NZ doesnt - in my opinion - have a fully formed musical identity of its own. much contemporary music comes out of a melting pot of roots/reggae, dilla and badu - not to over simplify, but yeah. saxophonist nathan haines was always prodigious and he was an influence and later mentor and friend in london too - one of my first collabs there was for goldie's metalheadz label with nathan's sci clone project and he also introduced me to phil asher/restless soul which was the gateway for me into my entire UK experience. growing up in NZ there was a period in high school when i was part of the voodoo rhyme syndicate - a collective of djs, rappers and producers heavily influenced by US hip hop of the day and new jack swing. for a while there i wanted to BE teddy riley (cue up the first Guy album)

one more recent album i love is hozan yamamoto's ginkai - an ECM style jazz record very heavily japanese with gary peacock on bass too.

Thanks for taking the time to answer!
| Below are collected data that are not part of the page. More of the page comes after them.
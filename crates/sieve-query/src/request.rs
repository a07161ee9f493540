use bson::Bson;
use serde::{Deserialize, Deserializer, Serialize};

use crate::error::SpecError;
use crate::filter::{Filter, QueryFilter};
use crate::function::AggregateFunction;
use crate::populate::Populate;
use crate::sort::Sort;

/// Request-shaped description of a query, as received from (or exported
/// back to) the outside world.
///
/// `offset` and `limit` distinguish an absent key (`None`) from an explicit
/// `null` (`Some(Bson::Null)`): only presence triggers coercion.
#[derive(Debug, Clone, Default, PartialEq, Serialize, Deserialize)]
#[serde(rename_all = "camelCase")]
pub struct QueryRequest {
    #[serde(
        default,
        deserialize_with = "present",
        skip_serializing_if = "Option::is_none"
    )]
    pub offset: Option<Bson>,
    #[serde(
        default,
        deserialize_with = "present",
        skip_serializing_if = "Option::is_none"
    )]
    pub limit: Option<Bson>,
    #[serde(default, skip_serializing_if = "Option::is_none")]
    pub filters: Option<Vec<Filter>>,
    #[serde(default, skip_serializing_if = "Option::is_none")]
    pub sorts: Option<Vec<Sort>>,
    #[serde(default, skip_serializing_if = "Option::is_none")]
    pub populates: Option<Vec<Populate>>,
    #[serde(default, skip_serializing_if = "Option::is_none")]
    pub list_filters: Option<Vec<QueryFilter>>,
    #[serde(rename = "fn", default, skip_serializing_if = "Option::is_none")]
    pub function: Option<AggregateFunction>,
    #[serde(default, skip_serializing_if = "Option::is_none")]
    pub distinct: Option<String>,
    #[serde(default, skip_serializing_if = "Option::is_none")]
    pub selected: Option<String>,
}

impl QueryRequest {
    pub fn from_json(json: &str) -> Result<Self, SpecError> {
        Ok(serde_json::from_str(json)?)
    }

    pub fn from_json_value(value: serde_json::Value) -> Result<Self, SpecError> {
        Ok(serde_json::from_value(value)?)
    }
}

/// A key that is present maps to `Some`, even when its value is `null`.
fn present<'de, D: Deserializer<'de>>(deserializer: D) -> Result<Option<Bson>, D::Error> {
    Bson::deserialize(deserializer).map(Some)
}
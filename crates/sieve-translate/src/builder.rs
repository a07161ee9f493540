use bson::Bson;
use indexmap::IndexMap;
use sieve_query::SortDirection;

use crate::condition::Condition;
use crate::pattern::RegexPattern;

/// Field → direction, in first-insertion order.
pub type SortOrder = IndexMap<String, SortDirection>;

/// One populate instruction handed to a [`QueryBuilder`].
#[derive(Debug, Clone, PartialEq, Eq)]
pub enum PopulatePath {
    /// Attach the whole related document.
    Full(String),
    /// Attach the related document projected to `select` (space-joined).
    Projected { path: String, select: String },
}

impl PopulatePath {
    pub fn path(&self) -> &str {
        match self {
            PopulatePath::Full(path) | PopulatePath::Projected { path, .. } => path,
        }
    }
}

/// Predicates scoped to one field, obtained from [`QueryBuilder::where_field`].
pub trait FieldMatcher {
    fn equals(self, value: Bson);
    fn not_equals(self, value: Bson);
    fn not_in(self, values: Vec<Bson>);
    fn in_values(self, values: Vec<Bson>);
    fn greater_than(self, value: Bson);
    fn less_than(self, value: Bson);
    fn element_match(self, value: Bson);
    fn size_equals(self, value: Bson);
    fn regex_matches(self, pattern: RegexPattern);
    fn exists(self, value: Bson);
}

/// The imperative query-construction surface of a store client.
///
/// Translation only ever talks to a store through this trait.
pub trait QueryBuilder {
    type Field<'a>: FieldMatcher
    where
        Self: 'a;

    fn where_field(&mut self, name: &str) -> Self::Field<'_>;

    fn or(&mut self, conditions: Vec<Condition>);
    fn and(&mut self, conditions: Vec<Condition>);

    fn sort(&mut self, order: SortOrder);
    fn populate(&mut self, populate: PopulatePath);
    fn skip(&mut self, offset: i64);
    fn limit(&mut self, limit: i64);
    fn count(&mut self);
    fn distinct(&mut self, field: &str);
    fn select(&mut self, fields: &str);
    fn lean(&mut self, lean: bool);
}
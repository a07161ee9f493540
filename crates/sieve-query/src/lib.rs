//! Backend-agnostic query specifications.
//!
//! A [`QuerySpecification`] describes what to fetch: filters, sort order,
//! population of related documents, field selection, pagination, or a scalar
//! aggregate (COUNT / DISTINCT) in place of a document selection. It knows
//! nothing about the store that eventually runs the query.

mod error;
mod filter;
mod function;
mod populate;
mod raw;
mod request;
mod sort;
mod specification;
pub mod value;

pub use bson::Bson;
pub use error::{SpecError, Strictness};
pub use filter::{ConditionalFilter, ConditionalOp, Filter, FilterKind, QueryFilter};
pub use function::{AggregateFunction, FunctionName};
pub use populate::Populate;
pub use raw::{FilterParseError, is_conditional_query_filter, parse_filter};
pub use request::QueryRequest;
pub use sort::{Sort, SortDirection};
pub use specification::{Mode, QuerySpecification, Selection};
//! Translation of a [`QuerySpecification`](sieve_query::QuerySpecification)
//! into calls on a fluent query builder.
//!
//! The store side is abstracted by [`QueryBuilder`] and [`FieldMatcher`].
//! [`DocumentQuery`] is a ready-made builder that renders a Mongo-style
//! filter document.

mod builder;
mod condition;
mod document;
mod error;
mod options;
mod pattern;
mod resolver;
mod translate;

pub use builder::{FieldMatcher, PopulatePath, QueryBuilder, SortOrder};
pub use condition::{Condition, ConditionPredicate};
pub use document::{DocumentField, DocumentQuery, Operation};
pub use error::{FilterOrigin, TranslateError};
pub use options::{PagingRule, TranslateOptions};
pub use pattern::{RegexError, RegexPattern};
pub use resolver::{FieldColumn, FieldMap, FieldResolver};
pub use sieve_query::Strictness;
pub use translate::{
    Translator, add_filters, add_function, add_lean, add_list_filters, add_paging,
    add_populates, add_selects, add_sort_order, build_query, parse_conditional_filter,
};
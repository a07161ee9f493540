use std::fmt;

use serde::{Deserialize, Serialize};

#[derive(Debug, Clone, Copy, PartialEq, Eq, Hash, Serialize, Deserialize)]
#[serde(rename_all = "UPPERCASE")]
pub enum FunctionName {
    Count,
    Distinct,
}

impl fmt::Display for FunctionName {
    fn fmt(&self, f: &mut fmt::Formatter<'_>) -> fmt::Result {
        match self {
            FunctionName::Count => f.write_str("COUNT"),
            FunctionName::Distinct => f.write_str("DISTINCT"),
        }
    }
}

/// Scalar aggregate applied instead of a document selection. The key for
/// `DISTINCT` lives on the specification, not here.
#[derive(Debug, Clone, Copy, PartialEq, Eq, Serialize, Deserialize)]
pub struct AggregateFunction {
    pub name: FunctionName,
}

impl AggregateFunction {
    pub const COUNT: AggregateFunction = AggregateFunction {
        name: FunctionName::Count,
    };
    pub const DISTINCT: AggregateFunction = AggregateFunction {
        name: FunctionName::Distinct,
    };
}
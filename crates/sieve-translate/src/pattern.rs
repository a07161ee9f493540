use std::fmt;

use fancy_regex::Regex;

#[derive(Debug, thiserror::Error)]
pub enum RegexError {
    #[error("unknown regex option: {0}")]
    UnknownOption(char),

    #[error("regex source must be a string, got {0}")]
    NonStringSource(bson::Bson),

    #[error("invalid regex pattern: {0}")]
    Pattern(#[from] fancy_regex::Error),
}

/// A compiled regex that remembers the source and flag string it was built
/// from, so document backends can render `$regex`/`$options`.
///
/// Compiled with a backtracking engine, so look-around and backreferences
/// (`^(?!admin)`, `(a)\1`) are accepted as the store accepts them.
#[derive(Clone)]
pub struct RegexPattern {
    source: String,
    options: String,
    compiled: Regex,
}

impl RegexPattern {
    /// Compile `source` with the given flag string.
    ///
    /// `i`, `m`, `s` and `x` become inline flags. `d`, `g`, `u`, `v` and `y`
    /// are accepted and have no effect on matching. Anything else is an
    /// error.
    pub fn new(source: impl Into<String>, options: impl Into<String>) -> Result<Self, RegexError> {
        let source = source.into();
        let options = options.into();

        let mut flags = String::with_capacity(4);
        for ch in options.chars() {
            match ch {
                'i' | 'm' | 's' | 'x' => {
                    if !flags.contains(ch) {
                        flags.push(ch);
                    }
                }
                'd' | 'g' | 'u' | 'v' | 'y' => {}
                c => return Err(RegexError::UnknownOption(c)),
            }
        }

        let compiled = if flags.is_empty() {
            Regex::new(&source)?
        } else {
            Regex::new(&format!("(?{flags}){source}"))?
        };

        Ok(Self {
            source,
            options,
            compiled,
        })
    }

    pub fn source(&self) -> &str {
        &self.source
    }

    pub fn options(&self) -> &str {
        &self.options
    }

    pub fn regex(&self) -> &Regex {
        &self.compiled
    }

    /// A match that runs into the backtracking limit counts as no match.
    pub fn is_match(&self, haystack: &str) -> bool {
        self.compiled.is_match(haystack).unwrap_or(false)
    }
}

impl PartialEq for RegexPattern {
    fn eq(&self, other: &Self) -> bool {
        self.source == other.source && self.options == other.options
    }
}

impl fmt::Debug for RegexPattern {
    fn fmt(&self, f: &mut fmt::Formatter<'_>) -> fmt::Result {
        write!(f, "/{}/{}", self.source, self.options)
    }
}
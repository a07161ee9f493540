use bson::Bson;
use sieve_query::{
    AggregateFunction, ConditionalFilter, ConditionalOp, Filter, FilterKind, FunctionName, Mode,
    Populate, QueryFilter, QuerySpecification, Sort, Strictness,
};
use tracing::{debug, warn};

use crate::builder::{FieldMatcher, PopulatePath, QueryBuilder, SortOrder};
use crate::condition::{Condition, ConditionPredicate};
use crate::error::{FilterOrigin, TranslateError};
use crate::options::{PagingRule, TranslateOptions};
use crate::pattern::{RegexError, RegexPattern};
use crate::resolver::FieldResolver;

/// Applies a [`QuerySpecification`] to a [`QueryBuilder`].
///
/// Calls are issued in a fixed order: filters, list filters, paging, then
/// either the aggregate function or the selection steps (sort, populate,
/// select, lean). The first error stops translation; calls already issued
/// are not rolled back.
#[derive(Debug, Clone, Copy, Default)]
pub struct Translator {
    options: TranslateOptions,
}

impl Translator {
    pub fn new(options: TranslateOptions) -> Self {
        Self { options }
    }

    pub fn options(&self) -> &TranslateOptions {
        &self.options
    }

    pub fn build_query<Q: QueryBuilder>(
        &self,
        query: &mut Q,
        spec: &QuerySpecification,
        resolver: Option<&dyn FieldResolver>,
    ) -> Result<(), TranslateError> {
        let strictness = self.options.strictness;

        add_filters(query, spec.filters(), strictness)?;

        if !spec.list_filters().is_empty() {
            add_list_filters(query, spec.list_filters(), resolver, strictness)?;
        }

        if spec.is_paginated() {
            add_paging(query, spec.offset(), spec.limit(), self.options.paging);
        }

        match spec.mode() {
            Mode::Aggregate { function, distinct } => {
                add_function(query, function, distinct, resolver);
            }
            Mode::Selection(selection) => {
                add_sort_order(query, selection.sorts);
                add_populates(query, selection.populates);
                add_selects(query, selection.selects);
                add_lean(query, selection.lean);
            }
        }
        Ok(())
    }
}

/// [`Translator::build_query`] with default options.
pub fn build_query<Q: QueryBuilder>(
    query: &mut Q,
    spec: &QuerySpecification,
    resolver: Option<&dyn FieldResolver>,
) -> Result<(), TranslateError> {
    Translator::default().build_query(query, spec, resolver)
}

// ── Filters ─────────────────────────────────────────────────────

pub fn add_filters<Q: QueryBuilder>(
    query: &mut Q,
    filters: &[Filter],
    strictness: Strictness,
) -> Result<(), TranslateError> {
    debug!(count = filters.len(), "applying filters");
    for filter in filters {
        match filter {
            Filter::Leaf(leaf) => {
                check_field_name(&leaf.field_name, strictness)?;
                apply_leaf(query, &leaf.field_name, leaf, FilterOrigin::Filters)?;
            }
            Filter::Conditional(group) => apply_conditional(query, group, strictness)?,
        }
    }
    Ok(())
}

/// Legacy list filters: field names go through
/// [`FieldResolver::resolve_query_field`] and only EQUALS, LT and GT apply.
pub fn add_list_filters<Q: QueryBuilder>(
    query: &mut Q,
    list_filters: &[QueryFilter],
    resolver: Option<&dyn FieldResolver>,
    strictness: Strictness,
) -> Result<(), TranslateError> {
    let resolver = resolver.ok_or(TranslateError::MissingResolver)?;
    debug!(count = list_filters.len(), "applying list filters");

    for filter in list_filters {
        check_field_name(&filter.field_name, strictness)?;
        match filter.kind {
            FilterKind::Equals | FilterKind::Lt | FilterKind::Gt => {
                let field = resolver.resolve_query_field(&filter.field_name);
                apply_leaf(query, &field, filter, FilterOrigin::ListFilters)?;
            }
            _ => {
                return Err(TranslateError::UnrecognizedFilterKind {
                    kind: filter.kind.to_string(),
                    origin: FilterOrigin::ListFilters,
                });
            }
        }
    }
    Ok(())
}

fn apply_leaf<Q: QueryBuilder>(
    query: &mut Q,
    field: &str,
    filter: &QueryFilter,
    origin: FilterOrigin,
) -> Result<(), TranslateError> {
    let value = filter.value.clone();
    match &filter.kind {
        FilterKind::Equals => query.where_field(field).equals(value),
        FilterKind::Not => match value {
            Bson::Array(values) => query.where_field(field).not_in(values),
            scalar => query.where_field(field).not_equals(scalar),
        },
        FilterKind::In => query.where_field(field).in_values(into_sequence(value)),
        FilterKind::Gt => query.where_field(field).greater_than(value),
        FilterKind::Lt => query.where_field(field).less_than(value),
        FilterKind::Match => query.where_field(field).element_match(value),
        FilterKind::Size => query.where_field(field).size_equals(value),
        FilterKind::Regexp => {
            let pattern = compile_regex(filter)?;
            query.where_field(field).regex_matches(pattern);
        }
        FilterKind::Exists => query.where_field(field).exists(value),
        FilterKind::Unrecognized(kind) => {
            return Err(TranslateError::UnrecognizedFilterKind {
                kind: kind.clone(),
                origin,
            });
        }
    }
    Ok(())
}

fn into_sequence(value: Bson) -> Vec<Bson> {
    match value {
        Bson::Array(values) => values,
        scalar => vec![scalar],
    }
}

fn compile_regex(filter: &QueryFilter) -> Result<RegexPattern, TranslateError> {
    let invalid = |source| TranslateError::InvalidRegex {
        field: filter.field_name.clone(),
        source,
    };
    let source = match &filter.value {
        Bson::String(source) => source.as_str(),
        Bson::Null => "",
        other => return Err(invalid(RegexError::NonStringSource(other.clone()))),
    };
    RegexPattern::new(source, filter.options.as_deref().unwrap_or_default()).map_err(invalid)
}

fn check_field_name(field: &str, strictness: Strictness) -> Result<(), TranslateError> {
    if strictness.is_strict() && field.is_empty() {
        return Err(TranslateError::EmptyFieldName);
    }
    Ok(())
}

// ── Conditional groups ──────────────────────────────────────────

fn apply_conditional<Q: QueryBuilder>(
    query: &mut Q,
    group: &ConditionalFilter,
    strictness: Strictness,
) -> Result<(), TranslateError> {
    let conditions = parse_conditional_filter(&group.conditions, strictness)?;
    debug!(op = %group.op, conditions = conditions.len(), "applying conditional filter");
    match group.op {
        ConditionalOp::Or => query.or(conditions),
        ConditionalOp::And => query.and(conditions),
    }
    Ok(())
}

/// Convert the leaves of an AND/OR group into conditions.
///
/// GT, LT, EXISTS and unrecognized kinds have no condition form. They are
/// skipped in permissive mode and rejected in strict mode.
pub fn parse_conditional_filter(
    filters: &[QueryFilter],
    strictness: Strictness,
) -> Result<Vec<Condition>, TranslateError> {
    let mut conditions = Vec::with_capacity(filters.len());
    for filter in filters {
        check_field_name(&filter.field_name, strictness)?;
        let value = filter.value.clone();
        let predicate = match filter.kind {
            FilterKind::Equals => ConditionPredicate::Equals(value),
            FilterKind::Not => ConditionPredicate::NotEquals(value),
            FilterKind::In => ConditionPredicate::In(value),
            FilterKind::Match => ConditionPredicate::ElementMatch(value),
            FilterKind::Size => ConditionPredicate::SizeEquals(value),
            FilterKind::Regexp => ConditionPredicate::Regex(compile_regex(filter)?),
            _ if strictness.is_strict() => {
                return Err(TranslateError::UnsupportedConditionalLeaf {
                    kind: filter.kind.to_string(),
                    field: filter.field_name.clone(),
                });
            }
            _ => {
                warn!(
                    kind = %filter.kind,
                    field = %filter.field_name,
                    "dropping unsupported conditional leaf"
                );
                continue;
            }
        };
        conditions.push(Condition::new(filter.field_name.clone(), predicate));
    }
    Ok(conditions)
}

// ── Paging and aggregates ───────────────────────────────────────

pub fn add_paging<Q: QueryBuilder>(
    query: &mut Q,
    offset: Option<i64>,
    limit: Option<i64>,
    rule: PagingRule,
) {
    match rule {
        PagingRule::Independent => {
            if let Some(offset) = offset {
                query.skip(offset);
            }
            if let Some(limit) = limit {
                query.limit(limit);
            }
        }
        PagingRule::RequireBoth => match (offset, limit) {
            (Some(offset), Some(limit)) if offset != 0 && limit != 0 => {
                query.skip(offset);
                query.limit(limit);
            }
            _ => {
                debug!(?offset, ?limit, "paging skipped, both offset and limit required");
                return;
            }
        },
    }
    debug!(?offset, ?limit, ?rule, "applied paging");
}

/// COUNT takes no argument. DISTINCT resolves its key through
/// [`FieldResolver::resolve_filter_field`] when a resolver is given.
pub fn add_function<Q: QueryBuilder>(
    query: &mut Q,
    function: &AggregateFunction,
    distinct: &str,
    resolver: Option<&dyn FieldResolver>,
) {
    match function.name {
        FunctionName::Count => query.count(),
        FunctionName::Distinct => {
            let field = match resolver {
                Some(resolver) => resolver.resolve_filter_field(distinct),
                None => distinct.to_string(),
            };
            debug!(key = distinct, field = %field, "applying distinct");
            query.distinct(&field);
        }
    }
}

// ── Selection ───────────────────────────────────────────────────

pub fn add_sort_order<Q: QueryBuilder>(query: &mut Q, sorts: &[Sort]) {
    if sorts.is_empty() {
        return;
    }
    let mut order = SortOrder::with_capacity(sorts.len());
    for sort in sorts {
        order.insert(sort.field_name.clone(), sort.direction());
    }
    query.sort(order);
}

pub fn add_populates<Q: QueryBuilder>(query: &mut Q, populates: &[Populate]) {
    for populate in populates {
        let path = match populate.projection() {
            Some(select) => PopulatePath::Projected {
                path: populate.field_name.clone(),
                select,
            },
            None => PopulatePath::Full(populate.field_name.clone()),
        };
        query.populate(path);
    }
}

pub fn add_selects<Q: QueryBuilder>(query: &mut Q, selects: &str) {
    if !selects.is_empty() {
        query.select(selects);
    }
}

pub fn add_lean<Q: QueryBuilder>(query: &mut Q, lean: bool) {
    if lean {
        query.lean(true);
    }
}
I felt the same way about Japan while I was visiting there for a month. Do you have any plans to tour Japan in the near future?

Also that's amazing you got to collab with DJ Mitsu the Beats, and Grooveman Spot, I knew them from the Mellow Beats, Friends & Lovers compilation, which is a fantastic mix, so I began to wonder if you happened to have the chance to meet or work with Nujabes at all during that time?
 
Mark De Clive-Lowe

I don’t have a question but more a comment. First off you name Dropped Leimert Park, Little Tokyo,etc in your last comment and amazingly that vibe is what I got listening to your album. It’s an utterly amazing album and one I will cherish because I’m from L.A. now living in Atlanta, and I used to frequent Leimert Park(Kaos Network, World Stage, 5th street Dicks) and Little Tokyo all the time just to chill and vibe. Again Thank you for this amazing album.
thanks! that's a really special thing to hear too - leimert park has become a touch stone place for me too - whenever i play the world stage it's always a special vibe and the late great Nate Morgan is a pianist i can really relate too as well. btw, LOVE the A ! hope to get back there again. mostly to eat ;)
 
Hi @Mark de Clive-Lowe!

Thanks for doing this, really appreciate it.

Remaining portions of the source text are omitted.